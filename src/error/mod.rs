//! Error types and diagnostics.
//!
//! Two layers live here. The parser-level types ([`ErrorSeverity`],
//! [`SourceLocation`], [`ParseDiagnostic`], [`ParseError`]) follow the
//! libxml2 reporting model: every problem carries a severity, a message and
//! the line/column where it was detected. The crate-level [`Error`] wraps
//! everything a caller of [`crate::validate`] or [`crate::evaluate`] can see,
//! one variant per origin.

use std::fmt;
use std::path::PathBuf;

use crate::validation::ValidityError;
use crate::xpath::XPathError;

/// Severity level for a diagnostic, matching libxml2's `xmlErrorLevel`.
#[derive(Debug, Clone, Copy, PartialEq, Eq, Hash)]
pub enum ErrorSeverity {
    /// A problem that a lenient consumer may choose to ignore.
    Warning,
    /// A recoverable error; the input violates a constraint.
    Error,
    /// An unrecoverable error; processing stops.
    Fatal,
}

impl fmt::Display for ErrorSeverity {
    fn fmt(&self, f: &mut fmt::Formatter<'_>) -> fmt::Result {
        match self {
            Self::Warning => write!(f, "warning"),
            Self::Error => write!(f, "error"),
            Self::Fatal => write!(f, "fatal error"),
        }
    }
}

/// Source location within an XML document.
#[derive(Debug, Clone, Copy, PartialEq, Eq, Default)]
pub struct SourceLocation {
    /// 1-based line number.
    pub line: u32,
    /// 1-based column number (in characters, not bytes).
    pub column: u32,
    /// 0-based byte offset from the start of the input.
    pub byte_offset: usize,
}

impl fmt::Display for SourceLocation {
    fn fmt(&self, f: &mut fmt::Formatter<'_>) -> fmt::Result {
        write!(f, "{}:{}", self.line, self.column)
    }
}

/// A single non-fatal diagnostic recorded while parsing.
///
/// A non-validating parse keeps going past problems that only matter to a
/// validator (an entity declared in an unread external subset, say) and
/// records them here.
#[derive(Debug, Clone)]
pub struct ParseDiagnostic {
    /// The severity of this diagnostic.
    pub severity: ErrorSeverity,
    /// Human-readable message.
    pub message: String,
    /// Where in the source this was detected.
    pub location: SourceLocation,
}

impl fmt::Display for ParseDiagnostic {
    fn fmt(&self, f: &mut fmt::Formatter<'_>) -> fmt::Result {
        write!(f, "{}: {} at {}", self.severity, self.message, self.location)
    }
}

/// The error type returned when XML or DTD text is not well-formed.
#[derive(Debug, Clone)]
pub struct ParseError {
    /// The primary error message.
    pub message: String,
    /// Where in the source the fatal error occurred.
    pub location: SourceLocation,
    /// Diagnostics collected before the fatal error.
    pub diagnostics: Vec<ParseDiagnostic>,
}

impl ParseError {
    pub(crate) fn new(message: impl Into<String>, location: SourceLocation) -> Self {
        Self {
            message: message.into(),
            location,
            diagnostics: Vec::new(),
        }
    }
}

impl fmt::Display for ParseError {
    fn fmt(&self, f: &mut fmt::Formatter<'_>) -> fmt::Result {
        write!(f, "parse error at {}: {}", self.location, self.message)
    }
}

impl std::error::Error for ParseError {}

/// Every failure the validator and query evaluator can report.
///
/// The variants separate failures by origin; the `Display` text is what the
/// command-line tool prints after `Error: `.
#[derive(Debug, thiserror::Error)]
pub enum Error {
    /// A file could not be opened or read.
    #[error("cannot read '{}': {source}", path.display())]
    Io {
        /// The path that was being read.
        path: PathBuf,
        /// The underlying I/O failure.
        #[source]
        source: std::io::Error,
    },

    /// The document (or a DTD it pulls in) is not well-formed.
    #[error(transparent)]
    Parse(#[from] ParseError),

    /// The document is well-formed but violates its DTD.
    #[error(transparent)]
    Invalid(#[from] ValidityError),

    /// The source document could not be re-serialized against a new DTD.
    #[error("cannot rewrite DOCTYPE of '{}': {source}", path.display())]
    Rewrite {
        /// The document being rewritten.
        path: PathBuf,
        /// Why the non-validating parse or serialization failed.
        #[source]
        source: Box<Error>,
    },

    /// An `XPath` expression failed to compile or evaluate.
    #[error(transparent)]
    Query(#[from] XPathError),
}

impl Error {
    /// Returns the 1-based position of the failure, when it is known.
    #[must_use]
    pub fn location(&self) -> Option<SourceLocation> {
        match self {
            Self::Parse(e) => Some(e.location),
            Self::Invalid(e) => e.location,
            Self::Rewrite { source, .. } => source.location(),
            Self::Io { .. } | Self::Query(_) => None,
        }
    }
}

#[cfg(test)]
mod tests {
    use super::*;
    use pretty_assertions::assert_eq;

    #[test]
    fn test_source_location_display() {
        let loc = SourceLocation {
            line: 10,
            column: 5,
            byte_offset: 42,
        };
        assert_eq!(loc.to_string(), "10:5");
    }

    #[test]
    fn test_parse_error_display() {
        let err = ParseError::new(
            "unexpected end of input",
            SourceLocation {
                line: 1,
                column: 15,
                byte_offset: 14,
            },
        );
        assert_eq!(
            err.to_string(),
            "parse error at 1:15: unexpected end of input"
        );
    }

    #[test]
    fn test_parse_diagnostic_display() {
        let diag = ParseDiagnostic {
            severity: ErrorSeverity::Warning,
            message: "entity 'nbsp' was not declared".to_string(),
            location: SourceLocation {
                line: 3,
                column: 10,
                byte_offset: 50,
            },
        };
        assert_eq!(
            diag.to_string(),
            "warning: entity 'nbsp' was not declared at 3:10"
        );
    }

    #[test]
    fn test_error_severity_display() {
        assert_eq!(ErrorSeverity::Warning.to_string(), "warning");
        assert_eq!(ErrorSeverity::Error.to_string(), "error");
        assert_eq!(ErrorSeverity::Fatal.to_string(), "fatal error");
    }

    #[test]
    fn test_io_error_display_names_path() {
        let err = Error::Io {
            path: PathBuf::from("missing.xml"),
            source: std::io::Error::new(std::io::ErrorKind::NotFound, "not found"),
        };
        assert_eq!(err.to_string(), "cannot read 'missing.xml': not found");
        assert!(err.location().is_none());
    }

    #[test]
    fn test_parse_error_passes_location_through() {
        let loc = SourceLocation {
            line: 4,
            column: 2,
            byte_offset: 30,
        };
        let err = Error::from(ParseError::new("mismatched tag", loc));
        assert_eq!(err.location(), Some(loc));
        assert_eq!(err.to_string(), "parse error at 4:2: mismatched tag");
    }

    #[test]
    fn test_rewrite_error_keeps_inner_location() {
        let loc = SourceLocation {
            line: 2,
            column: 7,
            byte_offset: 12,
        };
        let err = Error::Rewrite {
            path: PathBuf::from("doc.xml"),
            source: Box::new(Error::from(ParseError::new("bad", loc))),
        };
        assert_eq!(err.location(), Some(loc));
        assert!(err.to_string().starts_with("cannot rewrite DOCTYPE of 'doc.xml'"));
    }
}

* * * * * * *

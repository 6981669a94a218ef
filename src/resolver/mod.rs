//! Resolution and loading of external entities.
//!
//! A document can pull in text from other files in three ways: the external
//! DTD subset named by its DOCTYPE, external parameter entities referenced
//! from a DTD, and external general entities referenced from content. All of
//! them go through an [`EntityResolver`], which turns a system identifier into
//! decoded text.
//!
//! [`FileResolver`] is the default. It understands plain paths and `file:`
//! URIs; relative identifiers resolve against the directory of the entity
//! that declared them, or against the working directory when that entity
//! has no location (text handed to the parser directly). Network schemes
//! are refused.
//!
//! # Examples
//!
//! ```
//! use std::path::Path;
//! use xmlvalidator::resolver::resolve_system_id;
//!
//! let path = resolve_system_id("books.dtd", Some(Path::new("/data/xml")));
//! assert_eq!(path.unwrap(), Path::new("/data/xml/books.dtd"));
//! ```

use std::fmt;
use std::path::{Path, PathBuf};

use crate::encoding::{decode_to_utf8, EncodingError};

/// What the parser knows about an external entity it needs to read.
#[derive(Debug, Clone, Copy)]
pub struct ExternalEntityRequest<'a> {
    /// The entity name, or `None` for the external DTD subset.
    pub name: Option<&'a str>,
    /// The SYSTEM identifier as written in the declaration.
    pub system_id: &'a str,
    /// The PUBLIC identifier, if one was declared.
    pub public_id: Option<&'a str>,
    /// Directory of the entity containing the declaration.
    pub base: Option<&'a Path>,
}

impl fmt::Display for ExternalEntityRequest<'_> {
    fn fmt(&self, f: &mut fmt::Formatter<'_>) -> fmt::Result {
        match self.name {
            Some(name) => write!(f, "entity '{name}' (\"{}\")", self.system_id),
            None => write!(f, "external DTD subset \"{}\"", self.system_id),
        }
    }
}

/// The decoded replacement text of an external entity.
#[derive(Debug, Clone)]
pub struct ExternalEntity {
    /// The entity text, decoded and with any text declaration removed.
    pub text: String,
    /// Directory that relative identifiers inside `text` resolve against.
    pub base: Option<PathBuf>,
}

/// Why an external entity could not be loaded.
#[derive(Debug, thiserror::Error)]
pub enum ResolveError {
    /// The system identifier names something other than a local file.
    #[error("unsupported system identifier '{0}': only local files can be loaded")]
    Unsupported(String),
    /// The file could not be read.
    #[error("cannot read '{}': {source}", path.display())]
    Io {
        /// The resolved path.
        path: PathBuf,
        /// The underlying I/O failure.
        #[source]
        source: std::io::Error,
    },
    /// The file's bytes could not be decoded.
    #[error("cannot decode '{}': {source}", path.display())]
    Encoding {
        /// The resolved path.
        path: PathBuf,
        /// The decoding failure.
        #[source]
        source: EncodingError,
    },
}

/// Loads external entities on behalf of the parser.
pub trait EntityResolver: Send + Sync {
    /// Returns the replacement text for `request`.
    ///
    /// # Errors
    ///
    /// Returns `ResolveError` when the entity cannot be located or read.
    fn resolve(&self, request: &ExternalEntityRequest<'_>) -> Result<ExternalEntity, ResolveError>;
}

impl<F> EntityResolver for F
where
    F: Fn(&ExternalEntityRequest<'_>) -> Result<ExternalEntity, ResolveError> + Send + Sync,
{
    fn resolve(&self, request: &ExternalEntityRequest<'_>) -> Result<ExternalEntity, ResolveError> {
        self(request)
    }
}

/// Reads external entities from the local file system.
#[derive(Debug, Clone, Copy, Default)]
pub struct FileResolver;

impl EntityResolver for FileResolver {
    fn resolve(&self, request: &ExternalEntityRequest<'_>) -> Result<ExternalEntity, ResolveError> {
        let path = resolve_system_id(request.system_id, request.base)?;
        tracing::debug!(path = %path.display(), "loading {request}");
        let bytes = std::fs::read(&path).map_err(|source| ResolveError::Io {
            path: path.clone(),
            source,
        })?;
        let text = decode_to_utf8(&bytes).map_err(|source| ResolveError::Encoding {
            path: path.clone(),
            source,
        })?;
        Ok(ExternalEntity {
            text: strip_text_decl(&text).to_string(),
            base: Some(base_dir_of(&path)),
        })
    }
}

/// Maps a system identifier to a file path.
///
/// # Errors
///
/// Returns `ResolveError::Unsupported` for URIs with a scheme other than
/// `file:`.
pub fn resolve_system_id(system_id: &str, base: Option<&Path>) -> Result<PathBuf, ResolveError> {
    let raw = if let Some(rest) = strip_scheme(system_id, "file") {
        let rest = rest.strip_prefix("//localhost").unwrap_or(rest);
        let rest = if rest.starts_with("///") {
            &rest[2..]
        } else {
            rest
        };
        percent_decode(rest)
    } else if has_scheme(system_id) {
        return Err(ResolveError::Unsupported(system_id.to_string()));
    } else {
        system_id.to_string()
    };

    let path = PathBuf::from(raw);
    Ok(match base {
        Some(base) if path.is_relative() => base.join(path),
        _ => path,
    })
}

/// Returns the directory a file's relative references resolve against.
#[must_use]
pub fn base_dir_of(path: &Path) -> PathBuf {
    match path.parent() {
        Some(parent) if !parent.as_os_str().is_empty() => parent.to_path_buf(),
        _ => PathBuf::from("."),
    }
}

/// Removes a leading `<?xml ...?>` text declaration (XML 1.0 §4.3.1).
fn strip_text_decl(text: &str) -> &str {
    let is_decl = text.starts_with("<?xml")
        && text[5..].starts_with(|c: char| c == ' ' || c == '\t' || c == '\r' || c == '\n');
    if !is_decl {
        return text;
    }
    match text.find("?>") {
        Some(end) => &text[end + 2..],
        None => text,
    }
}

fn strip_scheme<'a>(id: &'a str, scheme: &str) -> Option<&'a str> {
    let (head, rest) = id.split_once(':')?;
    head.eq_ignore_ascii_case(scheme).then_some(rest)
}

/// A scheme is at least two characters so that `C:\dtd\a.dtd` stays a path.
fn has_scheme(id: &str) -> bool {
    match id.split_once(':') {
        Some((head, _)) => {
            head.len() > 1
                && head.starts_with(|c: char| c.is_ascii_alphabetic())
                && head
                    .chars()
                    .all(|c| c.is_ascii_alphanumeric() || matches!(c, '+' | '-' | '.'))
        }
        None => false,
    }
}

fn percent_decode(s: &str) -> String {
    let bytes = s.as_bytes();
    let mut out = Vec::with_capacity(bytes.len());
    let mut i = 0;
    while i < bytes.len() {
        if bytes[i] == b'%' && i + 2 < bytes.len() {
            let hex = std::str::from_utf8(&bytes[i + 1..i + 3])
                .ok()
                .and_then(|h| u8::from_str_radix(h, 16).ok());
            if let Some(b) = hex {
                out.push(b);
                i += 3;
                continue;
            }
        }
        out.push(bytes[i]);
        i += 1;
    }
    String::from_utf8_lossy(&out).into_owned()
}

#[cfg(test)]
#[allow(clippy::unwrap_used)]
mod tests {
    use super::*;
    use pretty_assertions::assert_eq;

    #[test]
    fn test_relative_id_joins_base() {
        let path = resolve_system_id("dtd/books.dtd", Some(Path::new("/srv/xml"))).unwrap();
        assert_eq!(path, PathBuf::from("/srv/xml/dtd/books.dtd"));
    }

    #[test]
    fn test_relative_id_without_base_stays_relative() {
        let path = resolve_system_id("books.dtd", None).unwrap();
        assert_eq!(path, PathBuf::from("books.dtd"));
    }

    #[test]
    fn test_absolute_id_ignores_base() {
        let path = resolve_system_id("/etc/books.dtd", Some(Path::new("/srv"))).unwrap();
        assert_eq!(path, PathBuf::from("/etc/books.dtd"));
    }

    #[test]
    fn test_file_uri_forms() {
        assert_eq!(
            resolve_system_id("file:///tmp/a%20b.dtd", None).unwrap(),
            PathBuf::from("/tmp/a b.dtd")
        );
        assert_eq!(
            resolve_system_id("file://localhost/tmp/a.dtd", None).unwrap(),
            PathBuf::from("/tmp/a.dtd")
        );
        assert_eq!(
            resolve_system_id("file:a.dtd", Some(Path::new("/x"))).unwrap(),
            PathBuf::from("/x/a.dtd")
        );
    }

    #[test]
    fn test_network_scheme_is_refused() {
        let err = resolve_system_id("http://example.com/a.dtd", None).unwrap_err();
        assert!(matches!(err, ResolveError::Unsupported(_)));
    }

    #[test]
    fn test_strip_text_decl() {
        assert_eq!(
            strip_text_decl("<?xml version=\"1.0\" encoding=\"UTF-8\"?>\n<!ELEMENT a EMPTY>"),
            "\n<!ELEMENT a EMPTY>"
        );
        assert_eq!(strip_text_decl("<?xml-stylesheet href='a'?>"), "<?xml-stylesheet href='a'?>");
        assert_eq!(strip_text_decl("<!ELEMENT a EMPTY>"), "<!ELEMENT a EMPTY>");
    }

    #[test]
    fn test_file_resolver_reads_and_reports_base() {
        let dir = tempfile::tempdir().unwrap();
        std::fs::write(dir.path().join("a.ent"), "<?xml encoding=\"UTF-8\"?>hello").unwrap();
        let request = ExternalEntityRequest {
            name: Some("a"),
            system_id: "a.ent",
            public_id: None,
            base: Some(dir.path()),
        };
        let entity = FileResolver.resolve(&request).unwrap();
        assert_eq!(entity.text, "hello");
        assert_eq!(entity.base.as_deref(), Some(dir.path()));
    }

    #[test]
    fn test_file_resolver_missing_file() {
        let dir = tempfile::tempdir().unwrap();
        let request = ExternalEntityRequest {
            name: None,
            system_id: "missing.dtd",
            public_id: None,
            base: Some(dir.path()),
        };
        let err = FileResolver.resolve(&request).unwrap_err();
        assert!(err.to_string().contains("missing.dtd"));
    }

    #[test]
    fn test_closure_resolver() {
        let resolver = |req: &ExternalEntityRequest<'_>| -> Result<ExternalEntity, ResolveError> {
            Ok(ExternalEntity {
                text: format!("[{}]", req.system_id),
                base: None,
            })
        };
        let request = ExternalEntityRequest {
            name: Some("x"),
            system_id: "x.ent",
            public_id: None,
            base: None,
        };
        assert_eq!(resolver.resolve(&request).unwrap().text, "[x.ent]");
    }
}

* * * * * * *

Going back over the entries above, copy word for word every line from the one that has "only local files" on through the one that has "pub trait EntityResolver: Send".

▸ Solution to this task
    #[error("unsupported system identifier '{0}': only local files can be loaded")]
    Unsupported(String),
    /// The file could not be read.
    #[error("cannot read '{}': {source}", path.display())]
    Io {
        /// The resolved path.
        path: PathBuf,
        /// The underlying I/O failure.
        #[source]
        source: std::io::Error,
    },
    /// The file's bytes could not be decoded.
    #[error("cannot decode '{}': {source}", path.display())]
    Encoding {
        /// The resolved path.
        path: PathBuf,
        /// The decoding failure.
        #[source]
        source: EncodingError,
    },
}

/// Loads external entities on behalf of the parser.
pub trait EntityResolver: Send + Sync {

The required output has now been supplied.